The research team recorded and validated data from 4855 unselected patients undergoing open gastrointestinal surgery from 1995 through 1998 in a clinical database.

The researchers included variables from the database related to patient history, preoperative clinical condition, operative findings and severity, and the surgeon's training.

The team then assessed the variables predictive of surgical site infection and dehiscence of sutured tissue within 30 days after surgery by multiple logistic regression analysis.

The investigative team found that following elective operation, the incidence of tissue and wound complications was 6% compared with 16% in emergency surgery.

Tissue and wound complications resulted in a 3 fold higher risk of reoperation
Annals of Surgery

Tissue and wound complications resulted in prolonged hospitalization in 50% of the patients and a 3 fold higher risk of reoperation but not increased mortality.
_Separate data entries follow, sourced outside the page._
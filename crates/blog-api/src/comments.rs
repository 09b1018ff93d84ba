//! Handlers for `/comments` endpoints.
//!
//! | Method   | Path | Notes |
//! |----------|------|-------|
//! | `POST`   | `/comments` | Body: [`NewComment`]; 404 if the post is missing |
//! | `GET`    | `/comments/{id}` | |
//! | `PUT`    | `/comments/{id}` | Body: [`CommentBody`]; replaces both fields |
//! | `DELETE` | `/comments/{id}` | |

use std::sync::Arc;

use axum::{
  Json,
  extract::{Path, State},
};
use blog_core::{
  comment::{Comment, CommentBody, NewComment},
  service::comments,
  store::BlogStore,
};

use crate::{Message, error::ApiError};

/// `POST /comments`
pub async fn create<S>(
  State(store): State<Arc<S>>,
  Json(body): Json<NewComment>,
) -> Result<Json<Comment>, ApiError>
where
  S: BlogStore,
{
  Ok(Json(comments::create(&*store, body).await?))
}

/// `GET /comments/{id}`
pub async fn get_one<S>(
  State(store): State<Arc<S>>,
  Path(id): Path<i64>,
) -> Result<Json<Comment>, ApiError>
where
  S: BlogStore,
{
  Ok(Json(comments::get(&*store, id).await?))
}

/// `PUT /comments/{id}`
pub async fn update<S>(
  State(store): State<Arc<S>>,
  Path(id): Path<i64>,
  Json(body): Json<CommentBody>,
) -> Result<Json<Comment>, ApiError>
where
  S: BlogStore,
{
  Ok(Json(comments::update(&*store, id, body).await?))
}

/// `DELETE /comments/{id}`
pub async fn delete<S>(
  State(store): State<Arc<S>>,
  Path(id): Path<i64>,
) -> Result<Json<Message>, ApiError>
where
  S: BlogStore,
{
  comments::delete(&*store, id).await?;
  Ok(Json(Message::new("Comment deleted")))
}
//! blog-server binary.
//!
//! Configuration is layered: built-in defaults, then the TOML file named by
//! `--config` (optional), then `BLOG_*` environment variables.

use std::{path::PathBuf, sync::Arc};

use anyhow::Context as _;
use blog_server::ServerConfig;
use blog_store_sqlite::SqliteStore;
use clap::Parser;
use tokio::net::TcpListener;
use tracing::level_filters::LevelFilter;
use tracing_subscriber::EnvFilter;

#[derive(Parser)]
#[command(author, version, about = "Blog content-management API server")]
struct Cli {
  /// Path to the TOML configuration file.
  #[arg(short, long, default_value = "config.toml")]
  config: PathBuf,
}

#[tokio::main]
async fn main() -> anyhow::Result<()> {
  tracing_subscriber::fmt()
    .with_env_filter(
      EnvFilter::builder()
        .with_default_directive(LevelFilter::INFO.into())
        .from_env_lossy(),
    )
    .init();

  let cli = Cli::parse();
  let cfg = ServerConfig::load(cli.config).context("invalid server configuration")?;
  tracing::debug!(?cfg, "effective configuration");

  let db_path = cfg.resolved_database_path();
  let store = SqliteStore::open(&db_path)
    .await
    .with_context(|| format!("cannot open database {}", db_path.display()))?;
  tracing::info!(path = %db_path.display(), "database ready");

  let address = cfg.address();
  let listener = TcpListener::bind(&address)
    .await
    .with_context(|| format!("cannot listen on {address}"))?;
  tracing::info!(%address, app = %cfg.app_name, "serving");

  axum::serve(listener, blog_server::app(Arc::new(store), &cfg))
    .await
    .context("server terminated")
}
The investigators reported that factors associated with complications following elective operations were smoking, comorbidity, and perioperative blood loss.

In addition, the team noted that following emergency operations, male gender, peritonitis, and multiple operations were predictors of complications.

The researchers concluded that irrespective of elective or emergency surgery, the type of operation was a predictor of complications.

Dr Sorensen concludes, “Factors known to affect the process of tissue and wound healing are independently associated with tissue and wound complications following gastrointestinal surgery.”